On Sep 30, 2:23 pm, wrote:
On Sep 30, 1:34 pm, "Robert M. Gary" wrote:
On Sep 30, 9:40 am, wrote:
http://www.boatrecycling.com/
Cool, this one is not far from me. I guess I wasn't searching for the
right stuff in Google.
-robert
Glad to help!
Ya know, junk yards used to be great cultural experiences, ther'd be a
bunch guys with no teeth and tatoos on their knuckles like they'd been
in prison. You'd go out in the yard covered with kudzu engulfing the
cars wiping the sweat off while you searched for that '56 for F100
thats s'posed to be here somewhere. Along the way, you'd find all
sorts of other cool stuff. All sorts of vehicle fluids dripping a
toxic goo into the ground water, a wonderful place.
Went to a junkyard with my neighbor recently. They charged admission
like it was a damn theme park, a buck a head to see the wrecks.
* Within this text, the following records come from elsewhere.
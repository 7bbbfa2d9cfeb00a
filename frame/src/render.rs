//! The content frame renderer.
//!
//! [`render`] is a pure function of the caller's props and the two provider
//! snapshots. The primary region follows a fixed decision table:
//!
//! | visible | `has_loaded` | `has_errored` | primary region    |
//! |---------|--------------|---------------|-------------------|
//! | false   | any          | any           | nothing           |
//! | true    | false        | true          | error surface     |
//! | true    | false        | false         | loading indicator |
//! | true    | true         | any           | the embed frame   |
//!
//! The overlay is rendered next to the primary region whenever it is open
//! and the embed is visible at all.

use crate::lifecycle::LifecycleState;
use crate::modal::{OverlayPayload, OverlayState};
use crate::policy::FeaturePolicy;
use crate::provider::{LifecycleSource, OverlaySource};
use crate::request::EmbedRequest;
use crate::tree::{
    Frame, FrameStyle, Modal, Node, ReferrerPolicy, RenderTree, Scrolling, CONTENT_IFRAME_TEST_ID,
    IFRAME_WRAPPER_CLASS, MODAL_CONTAINER_CLASS, MODAL_DIALOG_CLASS,
};
use unit_frame_runtime::metrics::FrameMetrics;

/// Caller-supplied inputs of one render pass.
#[derive(Debug, Clone, PartialEq, Eq)]
pub struct ContentFrameProps {
    /// What to embed
    pub request: EmbedRequest,
    /// Whether the embed subsystem renders at all
    pub visible: bool,
    /// Screen-reader message of the loading indicator
    pub loading_message: String,
    /// Accessible title of the primary frame
    pub title: String,
    /// Permission allow-list for both frames
    pub policy: FeaturePolicy,
}

impl ContentFrameProps {
    /// Visible props with an empty title and loading message.
    #[must_use]
    pub fn new(request: EmbedRequest) -> Self {
        Self {
            request,
            visible: true,
            loading_message: String::new(),
            title: String::new(),
            policy: FeaturePolicy::same_origin(),
        }
    }

    /// Set the visibility flag.
    #[must_use]
    pub const fn visibility(mut self, visible: bool) -> Self {
        self.visible = visible;
        self
    }

    /// Set the loading indicator message.
    #[must_use]
    pub fn loading_message(mut self, message: impl Into<String>) -> Self {
        self.loading_message = message.into();
        self
    }

    /// Set the primary frame title.
    #[must_use]
    pub fn title(mut self, title: impl Into<String>) -> Self {
        self.title = title.into();
        self
    }

    /// Set the permission allow-list.
    #[must_use]
    pub fn policy(mut self, policy: FeaturePolicy) -> Self {
        self.policy = policy;
        self
    }
}

/// What the primary region shows.
#[derive(Debug, Clone, Copy, PartialEq, Eq, Hash)]
pub enum PrimaryRegion {
    /// Nothing at all
    Hidden,
    /// The error surface
    Error,
    /// The loading indicator
    Loading,
    /// The embed frame
    Frame,
}

impl PrimaryRegion {
    /// Evaluate the decision table.
    #[must_use]
    pub const fn decide(visible: bool, lifecycle: &LifecycleState) -> Self {
        match (visible, lifecycle.has_loaded, lifecycle.has_errored) {
            (false, _, _) => Self::Hidden,
            (true, true, _) => Self::Frame,
            (true, false, true) => Self::Error,
            (true, false, false) => Self::Loading,
        }
    }

    /// Label for logs and metrics.
    #[must_use]
    pub const fn as_str(self) -> &'static str {
        match self {
            Self::Hidden => "hidden",
            Self::Error => "error",
            Self::Loading => "loading",
            Self::Frame => "frame",
        }
    }
}

/// Build the render tree for one pass.
#[must_use]
pub fn render(
    props: &ContentFrameProps,
    lifecycle: &LifecycleState,
    overlay: &OverlayState,
) -> RenderTree {
    let primary = match PrimaryRegion::decide(props.visible, lifecycle) {
        PrimaryRegion::Hidden => return RenderTree::empty(),
        PrimaryRegion::Error => Node::ErrorPage,
        PrimaryRegion::Loading => Node::LoadingIndicator {
            sr_message: props.loading_message.clone(),
        },
        PrimaryRegion::Frame => Node::Container {
            class_name: IFRAME_WRAPPER_CLASS,
            children: vec![Node::Frame(primary_frame(props, lifecycle))],
        },
    };

    let mut nodes = vec![primary];
    if let Some(modal) = overlay_modal(props, overlay) {
        nodes.push(Node::Modal(modal));
    }
    RenderTree::from_nodes(nodes)
}

/// Query both providers once and render.
pub async fn render_with<L, O>(props: &ContentFrameProps, lifecycle: &L, overlay: &O) -> RenderTree
where
    L: LifecycleSource,
    O: OverlaySource,
{
    let lifecycle = lifecycle.lifecycle_state().await;
    let overlay = overlay.overlay_state().await;

    let region = PrimaryRegion::decide(props.visible, &lifecycle);
    tracing::trace!(region = region.as_str(), overlay_open = overlay.is_open, "Rendering content frame");
    FrameMetrics::record_render(region.as_str());

    render(props, &lifecycle, &overlay)
}

fn primary_frame(props: &ContentFrameProps, lifecycle: &LifecycleState) -> Frame {
    Frame {
        title: Some(props.title.clone()),
        allow_full_screen: true,
        scrolling: Some(Scrolling::No),
        referrer_policy: Some(ReferrerPolicy::Origin),
        id: Some(props.request.element_id.clone()),
        height: Some(lifecycle.frame_height),
        on_load: Some(lifecycle.on_frame_loaded.clone()),
        test_id: Some(CONTENT_IFRAME_TEST_ID),
        ..Frame::new(props.request.source_url.clone(), props.policy.allow_attribute())
    }
}

fn overlay_modal(props: &ContentFrameProps, overlay: &OverlayState) -> Option<Modal> {
    if !overlay.is_open {
        return None;
    }

    let body = match &overlay.payload {
        OverlayPayload::None => return None,
        OverlayPayload::Body(markup) => Node::Container {
            class_name: MODAL_CONTAINER_CLASS,
            children: vec![Node::Markup(markup.clone())],
        },
        OverlayPayload::Url { url, title } => Node::Frame(Frame {
            title: title.clone(),
            frame_border: Some(0),
            style: Some(FrameStyle::fill_viewport()),
            ..Frame::new(url.clone(), props.policy.allow_attribute())
        }),
    };

    Some(Modal {
        open: true,
        title: overlay.title.clone(),
        dialog_class: MODAL_DIALOG_CLASS,
        body: Box::new(body),
        on_close: overlay.on_dismiss.clone(),
    })
}
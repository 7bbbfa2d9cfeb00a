//! Configuration management for embedded frames.
//!
//! Loads configuration from environment variables with sensible defaults.

use crate::error::FrameError;
use serde::{Deserialize, Serialize};
use std::env;
use std::str::FromStr;
use std::time::Duration;

const LOAD_TIMEOUT_MS: &str = "UNIT_FRAME_LOAD_TIMEOUT_MS";
const INITIAL_HEIGHT: &str = "UNIT_FRAME_INITIAL_HEIGHT";
const SHUTDOWN_TIMEOUT_MS: &str = "UNIT_FRAME_SHUTDOWN_TIMEOUT_MS";

/// Frame configuration loaded from environment variables.
#[derive(Debug, Clone, PartialEq, Eq, Serialize, Deserialize)]
pub struct FrameConfig {
    /// Mark a mount as errored if it has not loaded after this many
    /// milliseconds (default: no timeout)
    pub load_timeout_ms: Option<u64>,
    /// Frame height before the embedded document reports one (default: 0)
    pub initial_height: u32,
    /// Grace period for a retired instance's effects (default: 1000)
    pub shutdown_timeout_ms: u64,
}

impl Default for FrameConfig {
    fn default() -> Self {
        Self {
            load_timeout_ms: None,
            initial_height: 0,
            shutdown_timeout_ms: 1000,
        }
    }
}

impl FrameConfig {
    /// Load configuration from environment variables.
    ///
    /// Unparseable values fall back to their defaults.
    #[must_use]
    pub fn from_env() -> Self {
        let defaults = Self::default();
        Self {
            load_timeout_ms: env::var(LOAD_TIMEOUT_MS).ok().and_then(|s| s.parse().ok()),
            initial_height: env::var(INITIAL_HEIGHT)
                .ok()
                .and_then(|s| s.parse().ok())
                .unwrap_or(defaults.initial_height),
            shutdown_timeout_ms: env::var(SHUTDOWN_TIMEOUT_MS)
                .ok()
                .and_then(|s| s.parse().ok())
                .unwrap_or(defaults.shutdown_timeout_ms),
        }
    }

    /// Load configuration from environment variables, rejecting bad values.
    ///
    /// # Errors
    ///
    /// Returns [`FrameError::InvalidConfig`] when a variable is set but does
    /// not parse.
    pub fn try_from_env() -> Result<Self, FrameError> {
        Self::try_from_lookup(|key| env::var(key).ok())
    }

    /// Load configuration from an arbitrary key lookup.
    ///
    /// # Errors
    ///
    /// Returns [`FrameError::InvalidConfig`] when a key is present but does
    /// not parse.
    pub fn try_from_lookup(lookup: impl Fn(&str) -> Option<String>) -> Result<Self, FrameError> {
        let defaults = Self::default();
        Ok(Self {
            load_timeout_ms: parse(&lookup, LOAD_TIMEOUT_MS)?,
            initial_height: parse(&lookup, INITIAL_HEIGHT)?.unwrap_or(defaults.initial_height),
            shutdown_timeout_ms: parse(&lookup, SHUTDOWN_TIMEOUT_MS)?
                .unwrap_or(defaults.shutdown_timeout_ms),
        })
    }

    /// Load timeout, if one is configured.
    #[must_use]
    pub const fn load_timeout(&self) -> Option<Duration> {
        match self.load_timeout_ms {
            Some(ms) => Some(Duration::from_millis(ms)),
            None => None,
        }
    }

    /// Grace period for retiring an instance.
    #[must_use]
    pub const fn shutdown_timeout(&self) -> Duration {
        Duration::from_millis(self.shutdown_timeout_ms)
    }
}

fn parse<T: FromStr>(
    lookup: &impl Fn(&str) -> Option<String>,
    key: &'static str,
) -> Result<Option<T>, FrameError> {
    match lookup(key) {
        None => Ok(None),
        Some(value) if value.trim().is_empty() => Ok(None),
        Some(value) => value
            .trim()
            .parse()
            .map(Some)
            .map_err(|_| FrameError::InvalidConfig { key, value }),
    }
}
They
were actually organized in rows, each one propped up on old rims offa
the ground for access, DANG. They had an impermeable membrane
covering the whole place so the crud would never touch the ground. It
just wasnt fun like it used o be.
In an old style yard, I was looking for brake drums for my '56 F100
and was told that there's a buncha rims in that old Chevy truk out
yonder. Sure enough, it was fileld with em so much that the old
trucks frame had collapsed under the weight. Even the cab was filled
with em. I stuck my head in the cab window sorting through em
comparing to my bad one, forgot about yellow jackets making nests in
places like that. Suddenly, the damn things are covering me so I go
running like hell. Abouit the time I out ran the yellow jackets,
ROWR bark, bark, growl THE DAMNED JUNKYARD DOG IS CHASING ME. I
barely managed to get out the fence ahead of him with the toothless
rednecks running the place laughing themselves silly.